Le brave homme paraissait hors de lui et on eut beaucoup de peine à arrêter un torrent d’injures qu’il adressait au préfet maritime. Enfin, grâce à un excellent déjeuner et aux douces paroles de Marine, il se rasséréna.

À cet instant, Charlot apportait à sa maîtresse une lettre de l’amiral Dubourdieu, qui s’excusait de n’avoir pu obtempérer à la requête de Mme de Résort ; la lettre se terminait par ce post-scriptum :

« À la dernière minute, j’apprends qu’un paquebot supplémentaire des Messageries maritimes doit quitter Marseille pour Constantinople le 14 courant. Dans le cas où Mlle de Résort et le commandant Le Toullec s’embarqueraient sur ce bâtiment, je m’offre pour les recommander au capitaine du Pirée. »

«  Hem ! recommander, murmurait Le Toullec encore hérissé, avons-nous besoin d’être recommandés par un oiseau pareil ? »

Cependant ce départ du Pirée parut une véritable bonne fortune. Rue Puget, on fit donc en toute hâte les préparatifs nécessaires au voyage, et la jeune fille avec son compagnon quittèrent Toulon le 13 au soir par le courrier (car le chemin de fer n’existait pas alors au delà de Marseille).
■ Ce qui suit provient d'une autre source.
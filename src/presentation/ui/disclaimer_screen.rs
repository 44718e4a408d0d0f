//! Disclaimer gate screen.

use crossterm::event::{KeyCode, KeyEvent};
use ratatui::{
    buffer::Buffer,
    layout::{Constraint, Layout, Rect},
    style::{Color, Modifier, Style},
    text::{Line, Span},
    widgets::{Block, Borders, Clear, Paragraph, Widget, Wrap},
};

const DISCLAIMER_TEXT: &str = "Solace offers companionship and reflection, not medical, legal, \
or crisis advice. Conversations may be generated by an AI and can be wrong. If you are in \
immediate danger, contact local emergency services.";

/// What the user did on the disclaimer screen.
#[derive(Debug, Clone, Copy, PartialEq, Eq)]
pub enum DisclaimerAction {
    /// Nothing actionable.
    None,
    /// Explicit agreement; the only way past the gate.
    Agree,
    /// The user asked how to leave; informational only, no state changes.
    ShowExitHint,
}

/// Disclaimer gate shown until the agreement flag is persisted.
#[derive(Debug, Default)]
pub struct DisclaimerScreen {
    exit_hint_visible: bool,
}

impl DisclaimerScreen {
    /// Creates the screen.
    #[must_use]
    pub fn new() -> Self {
        Self::default()
    }

    /// Handles a key event.
    pub fn handle_key(&mut self, key: KeyEvent) -> DisclaimerAction {
        match key.code {
            KeyCode::Enter | KeyCode::Char('a') => DisclaimerAction::Agree,
            KeyCode::Char('e') => {
                self.exit_hint_visible = true;
                DisclaimerAction::ShowExitHint
            }
            _ => DisclaimerAction::None,
        }
    }
}

impl Widget for &DisclaimerScreen {
    fn render(self, area: Rect, buf: &mut Buffer) {
        let vertical = Layout::vertical([
            Constraint::Fill(1),
            Constraint::Length(12),
            Constraint::Fill(1),
        ]);
        let [_, center, _] = vertical.areas(area);

        let horizontal = Layout::horizontal([
            Constraint::Fill(1),
            Constraint::Min(60),
            Constraint::Fill(1),
        ]);
        let [_, content_area, _] = horizontal.areas(center);

        Clear.render(content_area, buf);

        let block = Block::default()
            .borders(Borders::ALL)
            .border_style(Style::default().fg(Color::Yellow))
            .title(" Before you continue ");

        let inner = block.inner(content_area);
        block.render(content_area, buf);

        let inner_layout = Layout::vertical([
            Constraint::Fill(1),
            Constraint::Length(1),
            Constraint::Length(1),
        ]);
        let [text_area, hint_area, keys_area] = inner_layout.areas(inner);

        Paragraph::new(DISCLAIMER_TEXT)
            .wrap(Wrap { trim: true })
            .render(text_area, buf);

        if self.exit_hint_visible {
            Paragraph::new(Span::styled(
                "To leave without agreeing, close this window or press Ctrl+C.",
                Style::default()
                    .fg(Color::Yellow)
                    .add_modifier(Modifier::ITALIC),
            ))
            .render(hint_area, buf);
        }

        let keys = Line::from(vec![
            Span::styled("Enter/a: I agree", Style::default().fg(Color::DarkGray)),
            Span::raw(" | "),
            Span::styled("e: How do I exit?", Style::default().fg(Color::DarkGray)),
        ]);
        Paragraph::new(keys).render(keys_area, buf);
    }
}
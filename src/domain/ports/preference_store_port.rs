//! Persistent preference store port definition.

use async_trait::async_trait;

use crate::domain::entities::{DisclaimerStatus, ThemeVariant};
use crate::domain::errors::StoreError;

/// Port for the durable key/value preference store.
///
/// Three scalar keys survive process restarts: the disclaimer agreement
/// flag, the chosen locale, and the chosen theme.
#[async_trait]
pub trait PreferenceStorePort: Send + Sync {
    /// Reads the disclaimer agreement flag.
    async fn disclaimer_status(&self) -> Result<DisclaimerStatus, StoreError>;

    /// Writes the disclaimer agreement flag.
    async fn set_disclaimer_status(&self, status: DisclaimerStatus) -> Result<(), StoreError>;

    /// Reads the chosen locale, if any.
    async fn locale(&self) -> Result<Option<String>, StoreError>;

    /// Writes the chosen locale.
    async fn set_locale(&self, locale: &str) -> Result<(), StoreError>;

    /// Reads the persisted theme choice, if any.
    async fn theme(&self) -> Result<Option<ThemeVariant>, StoreError>;

    /// Writes the theme choice.
    async fn set_theme(&self, theme: ThemeVariant) -> Result<(), StoreError>;
}

#[cfg(test)]
pub mod mock {
    use super::*;
    use std::sync::Mutex;

    /// In-memory preference store recording every write.
    #[derive(Default)]
    pub struct MemoryPreferenceStore {
        disclaimer: Mutex<DisclaimerStatus>,
        locale: Mutex<Option<String>>,
        theme: Mutex<Option<ThemeVariant>>,
        disclaimer_writes: Mutex<Vec<DisclaimerStatus>>,
    }

    impl MemoryPreferenceStore {
        pub fn new() -> Self {
            Self::default()
        }

        /// Every disclaimer value ever written, in order.
        pub fn disclaimer_writes(&self) -> Vec<DisclaimerStatus> {
            self.disclaimer_writes.lock().unwrap().clone()
        }
    }

    #[async_trait]
    impl PreferenceStorePort for MemoryPreferenceStore {
        async fn disclaimer_status(&self) -> Result<DisclaimerStatus, StoreError> {
            Ok(*self.disclaimer.lock().unwrap())
        }

        async fn set_disclaimer_status(&self, status: DisclaimerStatus) -> Result<(), StoreError> {
            *self.disclaimer.lock().unwrap() = status;
            self.disclaimer_writes.lock().unwrap().push(status);
            Ok(())
        }

        async fn locale(&self) -> Result<Option<String>, StoreError> {
            Ok(self.locale.lock().unwrap().clone())
        }

        async fn set_locale(&self, locale: &str) -> Result<(), StoreError> {
            *self.locale.lock().unwrap() = Some(locale.to_string());
            Ok(())
        }

        async fn theme(&self) -> Result<Option<ThemeVariant>, StoreError> {
            Ok(*self.theme.lock().unwrap())
        }

        async fn set_theme(&self, theme: ThemeVariant) -> Result<(), StoreError> {
            *self.theme.lock().unwrap() = Some(theme);
            Ok(())
        }
    }
}
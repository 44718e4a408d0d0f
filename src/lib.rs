//! Solace - a calm terminal companion client.
//!
//! This crate provides a terminal client with gated onboarding (splash,
//! disclaimer, authentication), remote feature configuration that degrades
//! gracefully when offline, and a push notification pipeline with
//! preference-aware presentation.

#![warn(missing_docs)]
#![warn(clippy::all)]
#![warn(clippy::pedantic)]
#![allow(clippy::module_name_repetitions)]

/// Application layer containing orchestration services and use cases.
pub mod application;
/// Domain layer containing entities, errors, and port definitions.
pub mod domain;
/// Infrastructure layer containing adapters for external services.
pub mod infrastructure;
/// Presentation layer containing UI components and event handling.
pub mod presentation;

/// Current version of the application.
pub const VERSION: &str = env!("CARGO_PKG_VERSION");

/// Application name.
pub const NAME: &str = "solace";
mod alert_presenter_port;
mod auth_port;
mod config_document_port;
mod preference_store_port;
mod push_gateway_port;
mod session_store_port;
mod sound_playback_port;
mod translator_port;
mod worker_runtime_port;

pub use alert_presenter_port::AlertPresenterPort;
pub use auth_port::{AuthPort, AuthSnapshot};
pub use config_document_port::ConfigDocumentPort;
pub use preference_store_port::PreferenceStorePort;
pub use push_gateway_port::{DeliveryToken, PermissionStatus, PushGatewayPort};
pub use session_store_port::SessionStorePort;
pub use sound_playback_port::SoundPlaybackPort;
#[cfg(test)]
pub use sound_playback_port::MockSoundPlaybackPort;
pub use translator_port::TranslatorPort;
pub use worker_runtime_port::{WorkerBinding, WorkerRuntimePort};

#[cfg(test)]
pub mod mocks {
    pub use super::alert_presenter_port::mock::MockAlertPresenter;
    pub use super::auth_port::mock::MockAuthPort;
    pub use super::config_document_port::mock::{FetchBehavior, MockConfigDocuments};
    pub use super::preference_store_port::mock::MemoryPreferenceStore;
    pub use super::push_gateway_port::mock::MockPushGateway;
    pub use super::session_store_port::mock::MemorySessionStore;
    pub use super::worker_runtime_port::mock::MockWorkerRuntime;
}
À midi, le 14 février, le Pirée sortait du port de la Joliette ; il faisait un temps abominable, une pluie diluvienne combinée avec un coup de vent de nord-ouest ; mais le paquebot presque neuf était pourvu d’une puissante machine et commandé par un des meilleurs officiers de la Compagnie.

« Dès que nous aurons dépassé Malte, nous retrouverons le beau soleil, » répétait Le Toullec à sa compagne.

Épargnée par le mal de mer, Marine s’inquiétait peu du temps ; mais elle évoquait sans cesse la figure attristée de sa mère en lui disant adieu, qu’elle se représentait ensuite écoutant le bruit de la tempête, seule avec Paul dans ce grand salon, et puis la jeune fille songeait à ce père dont la maladie pouvait être devenue plus grave. Dans ce navire, dont le vent et les coups de mer ébranlaient les murailles, Marine et son vieil ami passèrent de tristes moments, presque seuls aux heures des repas, car le Pirée emportait surtout du matériel aux troupes de Crimée. Les passagers, quelques médecins civils, deux familles anglaises et trois dames, ne parurent guère avant Malte, où les prédictions du commandant Le Toullec se réalisèrent. La tempête s’apaisa subitement, et aussitôt ce beau soleil du premier printemps éclaira la mer bleue. Tout ce qui était mouillé se sécha à bord comme par enchantement. Les médecins civils vinrent occuper leur place à table, affirmant tous ensemble qu’ils avaient eu une rage de dents ; mais le mal de mer, jamais de la vie ! Les deux familles anglaises firent en conscience quatre repas chaque jour, sans compter le lunch, en compagnie de trois jeunes dames vêtues de gris et uniformément habillées. Ces dernières étaient des diaconesses ; elles allaient se mettre à la disposition de miss Nightingale, et, aux ambulances anglaises, rivaliser de zèle avec nos sœurs de charité, qui se multipliaient à Scutari et à Constantinople.

La plus âgée de ces jeunes filles ne devait pas avoir vingt-cinq ans. Peu jolies, mais l’air distingué, avec les meilleures manières, toutes se montrèrent charmantes pour Marine : une sympathie réciproque les attira et devint plus tard une véritable amitié.